DESCRIPTION OF THE TASK
Whatever the records say, set them down exactly.

SOURCE MATERIAL
Segment Open

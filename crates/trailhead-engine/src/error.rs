//! Error types for the engine binary.
//!
//! Only startup can fail: the config file, the content bundle and the
//! recorded track. Everything after startup degrades and logs instead.

use std::path::PathBuf;

/// Top-level startup error.
#[derive(Debug, thiserror::Error)]
pub enum EngineError {
    /// Configuration loading failed.
    #[error("config error: {source}")]
    Config {
        /// The underlying config error.
        #[from]
        source: crate::config::ConfigError,
    },

    /// The content bundle could not be read or parsed.
    #[error("content bundle {path}: {message}")]
    Bundle {
        /// Bundle file.
        path: PathBuf,
        /// Description of the failure.
        message: String,
    },

    /// The recorded position track could not be read or parsed.
    #[error("track {path}: {message}")]
    Track {
        /// Track file.
        path: PathBuf,
        /// Description of the failure.
        message: String,
    },
}
//! Geofence evaluation and position sampling for the Trailhead engine.
//!
//! Position samples enter through a [`GeoSampler`], are published on the
//! engine's event channel, and are evaluated by a [`GeofenceMonitor`]
//! against the game's circular geofences. Transitions go back out on the
//! same channel for renderers and game logic.
//!
//! # Modules
//!
//! - [`error`] -- Location failures; the sampler logs them and stops
//! - [`geodesy`] -- Haversine distance, destination point, radius polygons
//! - [`evaluator`] -- Per-feature enter/exit state machine with cooldown
//! - [`monitor`] -- Evaluator bound to an event channel, UI action hints
//! - [`sampler`] -- Position watch contract, simulated pointer, sampler task

pub mod error;
pub mod evaluator;
pub mod geodesy;
pub mod monitor;
pub mod sampler;

// Re-export primary types at crate root.
pub use error::LocationError;
pub use evaluator::{GeofenceEvaluator, GeofenceRuntimeState, Transition};
pub use geodesy::{
    DEFAULT_POLYGON_STEPS, EARTH_RADIUS_M, destination_point, haversine_distance_m,
    radius_polygon,
};
pub use monitor::GeofenceMonitor;
pub use sampler::{
    GeoSampler, PositionWatch, SIMULATED_ACCURACY_M, SampleSink, SamplerGuard, SimulatedPointer,
    WatchUpdate,
};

Segment Closed

RESULT FOR THIS EXERCISE
filename crates/trailhead-engine/src/error.rs
//! Error types for the engine binary.
//!
//! Only startup can fail: the config file, the content bundle and the
//! recorded track. Everything after startup degrades and logs instead.

use std::path::PathBuf;

/// Top-level startup error.
#[derive(Debug, thiserror::Error)]
pub enum EngineError {
    /// Configuration loading failed.
    #[error("config error: {source}")]
    Config {
        /// The underlying config error.
        #[from]
        source: crate::config::ConfigError,
    },

    /// The content bundle could not be read or parsed.
    #[error("content bundle {path}: {message}")]
    Bundle {
        /// Bundle file.
        path: PathBuf,
        /// Description of the failure.
        message: String,
    },

    /// The recorded position track could not be read or parsed.
    #[error("track {path}: {message}")]
    Track {
        /// Track file.
        path: PathBuf,
        /// Description of the failure.
        message: String,
    },
}
//! Geofence evaluation and position sampling for the Trailhead engine.
//!
//! Position samples enter through a [`GeoSampler`], are published on the
//! engine's event channel, and are evaluated by a [`GeofenceMonitor`]
//! against the game's circular geofences. Transitions go back out on the
//! same channel for renderers and game logic.
//!
//! # Modules
//!
//! - [`error`] -- Location failures; the sampler logs them and stops
//! - [`geodesy`] -- Haversine distance, destination point, radius polygons
//! - [`evaluator`] -- Per-feature enter/exit state machine with cooldown
//! - [`monitor`] -- Evaluator bound to an event channel, UI action hints
//! - [`sampler`] -- Position watch contract, simulated pointer, sampler task

pub mod error;
pub mod evaluator;
pub mod geodesy;
pub mod monitor;
pub mod sampler;

// Re-export primary types at crate root.
pub use error::LocationError;
pub use evaluator::{GeofenceEvaluator, GeofenceRuntimeState, Transition};
pub use geodesy::{
    DEFAULT_POLYGON_STEPS, EARTH_RADIUS_M, destination_point, haversine_distance_m,
    radius_polygon,
};
pub use monitor::GeofenceMonitor;
pub use sampler::{
    GeoSampler, PositionWatch, SIMULATED_ACCURACY_M, SampleSink, SamplerGuard, SimulatedPointer,
    WatchUpdate,
};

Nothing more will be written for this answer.